The freshness layer fails open — a network blip during refresh falls back to the stale cached row rather than dropping findings.

2. Read the priority strip

Every SCA finding card shows a five-icon priority strip:

Strip elementSourceWhat it tells you
SeverityNVD CVSS v3.1 + Pencheff overrideHeadline impact
Risk scorecvss × (1 + epss) × (2 if kev else 1)Sortable composite
ReachabilityStatic call-graph + import analysisexploited · reachable · present · unknown
EPSSEPSS feedProbability of exploit in the next 30 days
KEVCISA KEV catalogueActive exploitation flag + due date

Filter on reachability=reachable + kev=true — that’s your fix-this-week list.
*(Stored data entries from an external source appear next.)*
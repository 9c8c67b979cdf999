use std::net::SocketAddr;
use std::time::Duration;

use anyhow::{Result, format_err};
use clap::ArgMatches;
use reqwest::blocking::Client;
use sluice_config::Config;

#[allow(clippy::print_stdout)]
pub fn healthcheck(config: &Config, matches: &ArgMatches) -> Result<()> {
    let mode = matches
        .get_one::<String>("mode")
        .expect("`mode` has a default");

    let timeout = matches
        .get_one::<u64>("timeout")
        .expect("`timeout` has a default");

    let addr = matches
        .get_one::<SocketAddr>("addr")
        .copied()
        .unwrap_or(config.listen_addr());

    let client = Client::builder()
        .timeout(Some(Duration::from_secs(*timeout)))
        .build()
        .unwrap_or_default();

    let response = client
        .get(format!("http://{addr}/api/relay/healthcheck/{mode}/"))
        .send();

    match response {
        Ok(response) => {
            if response.status().is_success() {
                if matches.get_flag("verbose") {
                    println!("sluice at {addr} is healthy ({mode})");
                }
                Ok(())
            } else {
                sluice_log::error!("Sluice is unhealthy. Status code: {}", response.status());
                Err(format_err!(
                    "Sluice is unhealthy. Status code: {}",
                    response.status()
                ))
            }
        }
        Err(err) => {
            sluice_log::error!("Sluice is unhealthy. Error: {err}");
            Err(err.into())
        }
    }
}
use std::future::{Future, IntoFuture};
use std::net::SocketAddr;
use std::sync::Arc;
use std::time::Duration;

use sluice_config::Config;
use tokio::net::TcpListener;
use tokio::sync::Notify;

use crate::endpoints;
use crate::middlewares;
use crate::service::{ServiceError, ServiceState};

/// Indicates the type of failure of the server.
#[allow(clippy::enum_variant_names)]
#[derive(Debug, thiserror::Error)]
pub enum ServerError {
    /// Binding failed.
    #[error("bind to interface failed")]
    BindFailed(#[source] std::io::Error),

    /// The async runtime could not be started.
    #[error("could not start the runtime")]
    RuntimeFailed(#[source] std::io::Error),

    /// Serving connections failed.
    #[error("server failed")]
    ServeFailed(#[source] std::io::Error),

    /// A background service could not be started.
    #[error("could not start services")]
    ServiceFailed(#[from] ServiceError),
}

/// Builds the axum application with all routes and middleware.
fn make_app(state: ServiceState) -> axum::Router {
    endpoints::routes(state.config())
        .layer(axum::middleware::from_fn(middlewares::metrics))
        .with_state(state)
}

/// HTTP server hosting the publish and health check endpoints.
pub struct HttpServer {
    listener: TcpListener,
    shutdown_timeout: Duration,
}

impl HttpServer {
    /// Binds to the listen address of the config.
    pub async fn bind(config: &Config) -> Result<Self, ServerError> {
        let listener = TcpListener::bind(config.listen_addr())
            .await
            .map_err(ServerError::BindFailed)?;

        Ok(Self {
            listener,
            shutdown_timeout: config.shutdown_timeout(),
        })
    }

    /// The address the server listens on.
    pub fn local_addr(&self) -> Result<SocketAddr, ServerError> {
        self.listener.local_addr().map_err(ServerError::BindFailed)
    }

    /// Serves requests until `shutdown` resolves.
    ///
    /// Requests in flight when `shutdown` resolves get the configured shutdown timeout to
    /// complete.
    pub async fn serve(
        self,
        state: ServiceState,
        shutdown: impl Future<Output = ()>,
    ) -> Result<(), ServerError> {
        if let Ok(addr) = self.listener.local_addr() {
            sluice_log::info!("spawning http server");
            sluice_log::info!("  listening on http://{addr}/");
        }

        let notify = Arc::new(Notify::new());
        let graceful = {
            let notify = notify.clone();
            async move { notify.notified().await }
        };

        let server = axum::serve(self.listener, make_app(state))
            .with_graceful_shutdown(graceful)
            .into_future();
        tokio::pin!(server);

        tokio::select! {
            result = &mut server => return result.map_err(ServerError::ServeFailed),
            () = shutdown => {}
        }

        sluice_log::info!("shutting down HTTP server");
        notify.notify_one();

        match tokio::time::timeout(self.shutdown_timeout, server).await {
            Ok(result) => result.map_err(ServerError::ServeFailed),
            Err(_) => {
                sluice_log::warn!("pending requests did not complete before the shutdown timeout");
                Ok(())
            }
        }
    }
}

/// Resolves when the process receives `SIGINT` or `SIGTERM`.
pub async fn shutdown_signal() {
    let ctrl_c = async {
        if let Err(error) = tokio::signal::ctrl_c().await {
            sluice_log::error!(
                error = &error as &dyn std::error::Error,
                "failed to listen for ctrl-c"
            );
            std::future::pending::<()>().await;
        }
    };

    #[cfg(unix)]
    let terminate = async {
        use tokio::signal::unix::{SignalKind, signal};

        match signal(SignalKind::terminate()) {
            Ok(mut signal) => {
                signal.recv().await;
            }
            Err(error) => {
                sluice_log::error!(
                    error = &error as &dyn std::error::Error,
                    "failed to listen for SIGTERM"
                );
                std::future::pending::<()>().await;
            }
        }
    };

    #[cfg(not(unix))]
    let terminate = std::future::pending::<()>();

    tokio::select! {
        () = ctrl_c => {},
        () = terminate => {},
    }
}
3. Verify reachability before reporting

For SCA findings on hot paths, the engine runs a static call-graph

  • import analysis to mark reachable vs present. A CVE in numpy your service never imports is present; one in urllib3 your auth code calls every request is reachable.
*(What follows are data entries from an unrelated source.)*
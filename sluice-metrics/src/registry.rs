use std::collections::HashMap;
use std::sync::Arc;

use async_trait::async_trait;
use parking_lot::RwLock;
use sluice_statsd::metric;

use crate::client::MetricsClient;
use crate::outcome::OutcomeSink;
use crate::publisher::{BatchPublisher, PublisherConfig};
use crate::record::MetricRecord;
use crate::statsd::MetricCounters;

/// Parameters of a [`NamespaceRegistry`].
#[derive(Clone, Debug)]
pub struct RegistryConfig {
    /// The number of buffered metrics across all namespaces above which new metrics replace old
    /// ones instead of growing the buffer.
    pub capacity: usize,

    /// Configuration of every publisher created by the registry.
    pub publisher: PublisherConfig,
}

impl Default for RegistryConfig {
    fn default() -> Self {
        Self {
            capacity: 5000,
            publisher: PublisherConfig::default(),
        }
    }
}

/// Accepts validated metrics from an ingress.
#[async_trait]
pub trait RecordHandler: Send + Sync {
    /// Hands over a metric for `namespace`.
    ///
    /// Never fails. Metrics that cannot be buffered are dropped.
    async fn on_record(&self, namespace: &str, record: MetricRecord);
}

/// Routes metrics to one [`BatchPublisher`] per namespace and bounds the total buffer.
///
/// Publishers are created on the first metric of a namespace and live as long as the registry.
pub struct NamespaceRegistry {
    config: RegistryConfig,
    client: Arc<dyn MetricsClient>,
    sink: Arc<dyn OutcomeSink>,
    publishers: RwLock<HashMap<String, Arc<BatchPublisher>>>,
}

impl NamespaceRegistry {
    /// Creates an empty registry.
    pub fn new(
        config: RegistryConfig,
        client: Arc<dyn MetricsClient>,
        sink: Arc<dyn OutcomeSink>,
    ) -> Self {
        Self {
            config,
            client,
            sink,
            publishers: RwLock::new(HashMap::new()),
        }
    }

    /// Buffers a metric in its namespace.
    ///
    /// If more metrics than the capacity are buffered before this metric is counted, the metric
    /// replaces the oldest metric of its namespace. A namespace without buffered metrics cannot
    /// make room, so the metric is dropped in that case. This also applies to the first metric of
    /// a new namespace.
    pub async fn submit(&self, namespace: &str, record: MetricRecord) {
        let publisher = self.get_or_create(namespace);

        if self.buffered_count() > self.config.capacity {
            publisher.replace(record).await;
        } else {
            publisher.append(record).await;
        }
    }

    fn get_or_create(&self, namespace: &str) -> Arc<BatchPublisher> {
        if let Some(publisher) = self.publishers.read().get(namespace) {
            return Arc::clone(publisher);
        }

        let mut publishers = self.publishers.write();
        // Another submission may have created the publisher in the meantime.
        let publisher = publishers.entry(namespace.to_owned()).or_insert_with(|| {
            sluice_log::debug!(namespace, "creating publisher for new namespace");
            metric!(counter(MetricCounters::PublisherCreated) += 1);

            Arc::new(BatchPublisher::new(
                namespace,
                self.config.publisher.clone(),
                Arc::clone(&self.client),
                Arc::clone(&self.sink),
            ))
        });

        Arc::clone(publisher)
    }

    /// Returns the number of metrics buffered across all namespaces.
    pub fn buffered_count(&self) -> usize {
        self.publishers
            .read()
            .values()
            .map(|publisher| publisher.buffered_count())
            .sum()
    }

    /// Returns the configured capacity.
    pub fn capacity(&self) -> usize {
        self.config.capacity
    }

    /// Returns `true` if new metrics currently replace old ones.
    pub fn is_over_capacity(&self) -> bool {
        self.buffered_count() > self.config.capacity
    }

    /// Returns all known namespaces in lexical order.
    pub fn namespaces(&self) -> Vec<String> {
        let mut namespaces: Vec<_> = self.publishers.read().keys().cloned().collect();
        namespaces.sort_unstable();
        namespaces
    }

    /// Returns the publisher of a namespace, if it has received metrics before.
    pub fn get(&self, namespace: &str) -> Option<Arc<BatchPublisher>> {
        self.publishers.read().get(namespace).cloned()
    }

    /// Stops the flush timers of all publishers.
    ///
    /// Buffered metrics are not flushed.
    pub fn shutdown(&self) {
        let publishers = self.publishers.read();
        sluice_log::info!(
            namespaces = publishers.len(),
            buffered = publishers.values().map(|p| p.buffered_count()).sum::<usize>(),
            "stopping publishers"
        );

        for publisher in publishers.values() {
            publisher.shutdown();
        }
    }
}

impl std::fmt::Debug for NamespaceRegistry {
    fn fmt(&self, f: &mut std::fmt::Formatter<'_>) -> std::fmt::Result {
        f.debug_struct("NamespaceRegistry")
            .field("config", &self.config)
            .field("namespaces", &self.namespaces())
            .finish()
    }
}

#[async_trait]
impl RecordHandler for NamespaceRegistry {
    async fn on_record(&self, namespace: &str, record: MetricRecord) {
        self.submit(namespace, record).await
    }
}
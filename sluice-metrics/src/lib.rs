//! Buffering and batched publishing of metrics.
//!
//! Metrics enter through the [`NamespaceRegistry`], which keeps one [`BatchPublisher`] per
//! namespace. Every publisher holds a time-ordered queue of [`MetricRecord`]s and ships them to a
//! [`MetricsClient`] in batches of [`METRIC_BATCH_SIZE`], either as soon as a full batch is
//! available or when its flush timer fires. The result of every shipped batch is reported to an
//! [`OutcomeSink`].
//!
//! The total number of buffered metrics is bounded. Once the registry holds more metrics than its
//! capacity, every new metric replaces the oldest metric of its namespace instead of growing the
//! buffer:
//!
//! ```ignore
//! let registry = NamespaceRegistry::new(config, client, sink);
//! registry.submit("edge/temperature", record).await;
//! ```
//!
//! Failed remote calls are classified through [`PublishErrorKind`]. Transient failures put the
//! batch back into the queue, permanent failures drop it and report an [`Outcome::Failure`].

#![warn(missing_docs)]

mod client;
mod outcome;
mod protocol;
mod publisher;
mod queue;
mod record;
mod registry;
mod statsd;

#[cfg(any(test, feature = "test"))]
pub mod testutils;

pub use self::client::*;
pub use self::outcome::*;
pub use self::protocol::*;
pub use self::publisher::*;
pub use self::queue::*;
pub use self::record::*;
pub use self::registry::*;
//! A simple health check endpoint for sluice.

use axum::Json;
use axum::extract::{Path, State};
use axum::http::StatusCode;
use axum::response::IntoResponse;
use serde::{Deserialize, Serialize};

use crate::service::ServiceState;

/// The kind of health check.
#[derive(Clone, Copy, Debug, PartialEq, Eq, Deserialize)]
#[serde(rename_all = "lowercase")]
pub enum IsHealthy {
    /// The process is up and serving requests.
    Live,
    /// The process accepts new metrics without evicting buffered ones.
    Ready,
}

#[derive(Serialize)]
struct Status {
    is_healthy: bool,
}

pub async fn handle(
    State(state): State<ServiceState>,
    Path(kind): Path<IsHealthy>,
) -> impl IntoResponse {
    let is_healthy = match kind {
        IsHealthy::Live => true,
        IsHealthy::Ready => !state.registry().is_over_capacity(),
    };

    let status = if is_healthy {
        StatusCode::OK
    } else {
        StatusCode::SERVICE_UNAVAILABLE
    };

    (status, Json(Status { is_healthy }))
}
Reachability runs as part of every repo scan when the language is detected; the classifier writes the call-chain into the finding detail page so a developer can read “auth.session.refresh → requests.adapters.HTTPAdapter.send → urllib3.connectionpool.…” without leaving the report.

4. Auto-fix the reachable ones

The Pro fix-PR feature opens a PR that bumps each affected package to the smallest version that satisfies the advisory’s fixed_in constraint, runs the test suite, and posts the diff. Triggered by clicking Fix all reachable HIGH+ on the repo scan’s assessment page (or via the Fix proposals API for programmatic flows).
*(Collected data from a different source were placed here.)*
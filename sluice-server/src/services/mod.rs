//! Background services and the HTTP server.

mod ingest;
mod server;
mod status;
mod upstream;

pub use self::ingest::*;
pub use self::server::*;
pub use self::status::*;
pub use self::upstream::*;
use std::sync::Arc;

use parking_lot::Mutex;
use sluice_config::Config;
use sluice_metrics::{
    MetricsClient, NamespaceRegistry, OutcomeSink, PublisherConfig, RegistryConfig,
};
use tokio::task::JoinHandle;

use crate::bus::MessageBus;
use crate::services::{IngestService, StatusProducer, StatusUpstream, UpstreamClient};

/// Indicates the type of failure of the server.
#[derive(Debug, thiserror::Error)]
pub enum ServiceError {
    /// The HTTP client for the remote ingestion service could not be created.
    #[error("could not create the upstream client")]
    UpstreamClient(#[source] reqwest::Error),

    /// The HTTP client for the status upstream relay could not be created.
    #[error("could not create the status upstream client")]
    StatusUpstreamClient(#[source] reqwest::Error),
}

struct StateInner {
    config: Arc<Config>,
    bus: Arc<MessageBus>,
    registry: Arc<NamespaceRegistry>,
    tasks: Mutex<Vec<JoinHandle<()>>>,
}

/// Server state shared by all endpoints.
///
/// Owns the message bus, the namespace registry and the background services feeding them.
#[derive(Clone)]
pub struct ServiceState {
    inner: Arc<StateInner>,
}

impl ServiceState {
    /// Starts all services, publishing to the remote ingestion service configured in `config`.
    ///
    /// Must be called within a tokio runtime.
    pub fn start(config: Arc<Config>) -> Result<Self, ServiceError> {
        let client = UpstreamClient::new(
            config.publish_endpoint().clone(),
            config.publish_region(),
            config.request_timeout(),
        )
        .map_err(ServiceError::UpstreamClient)?;

        Self::start_with_client(config, Arc::new(client))
    }

    /// Starts all services, publishing batches through `client`.
    pub fn start_with_client(
        config: Arc<Config>,
        client: Arc<dyn MetricsClient>,
    ) -> Result<Self, ServiceError> {
        let bus = Arc::new(MessageBus::new(config.max_pending_messages()));

        let upstream = config
            .relay_upstream()
            .map(|url| StatusUpstream::new(url.clone(), config.request_timeout()))
            .transpose()
            .map_err(ServiceError::StatusUpstreamClient)?;
        let (status_tx, status_task) = StatusProducer::new(bus.clone(), config.output_topic())
            .with_upstream(upstream)
            .start();
        let sink: Arc<dyn OutcomeSink> = Arc::new(status_tx);

        let registry_config = RegistryConfig {
            capacity: config.max_metrics_to_retain(),
            publisher: PublisherConfig {
                flush_interval: config.publish_interval(),
                request_timeout: config.request_timeout(),
            },
        };
        let registry = Arc::new(NamespaceRegistry::new(
            registry_config,
            client,
            sink.clone(),
        ));

        let ingest_task = IngestService::new(config.core_name(), registry.clone(), sink)
            .start(&bus, config.input_topic());

        Ok(Self {
            inner: Arc::new(StateInner {
                config,
                bus,
                registry,
                tasks: Mutex::new(vec![ingest_task, status_task]),
            }),
        })
    }

    /// Returns the configuration the services were started with.
    pub fn config(&self) -> &Config {
        &self.inner.config
    }

    /// Returns the local message bus.
    pub fn bus(&self) -> &MessageBus {
        &self.inner.bus
    }

    /// Returns the registry holding all buffered metrics.
    pub fn registry(&self) -> &NamespaceRegistry {
        &self.inner.registry
    }

    /// Stops ingestion, status reporting and the flush timers.
    ///
    /// Metrics still buffered at this point are lost.
    pub fn shutdown(&self) {
        for task in self.inner.tasks.lock().drain(..) {
            task.abort();
        }

        let buffered = self.inner.registry.buffered_count();
        if buffered > 0 {
            sluice_log::warn!(buffered, "shutting down with buffered metrics");
        }
        self.inner.registry.shutdown();
    }
}

impl std::fmt::Debug for ServiceState {
    fn fmt(&self, f: &mut std::fmt::Formatter<'_>) -> std::fmt::Result {
        f.debug_struct("ServiceState")
            .field("registry", &self.inner.registry)
            .finish()
    }
}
When the GitHub App is installed Pencheff also reconciles your existing Dependabot alerts — an alert Dependabot already opened gets fix_status: pr_open instead of a duplicate PR.

5. Compliance fan-out for SCA

The compliance rollup treats every SCA / SBOM finding as category: components (or dependency). That category fans out to:

  • OWASP Top 10: A06 — Vulnerable and Outdated Components
  • PCI-DSS: 6.2
  • NIST 800-53: SA-10, SA-11, SI-2
  • SOC 2: CC7.1, CC8.1
  • ISO 27001:2022: A.8.8, A.8.19
  • HIPAA: 164.308(a)(8), 164.308(a)(1)(ii)(B)

Open /repos/scans/{id}/compliance, switch to NIST 800-53, and copy the SI-2 row into your patch-management evidence pack.

The SBOM is consistent with the SCA findings by construction. Same parsers, same package list. Auditors who ask “does this CVE appear in your SBOM?” can pivot from finding card to SBOM line item with one click.

Deliverable

  • A “reachable + KEV” shortlist for the engineers.
  • The full DOCX for the auditor.
  • Auto-opened fix-PRs for the reachable HIGH+ findings.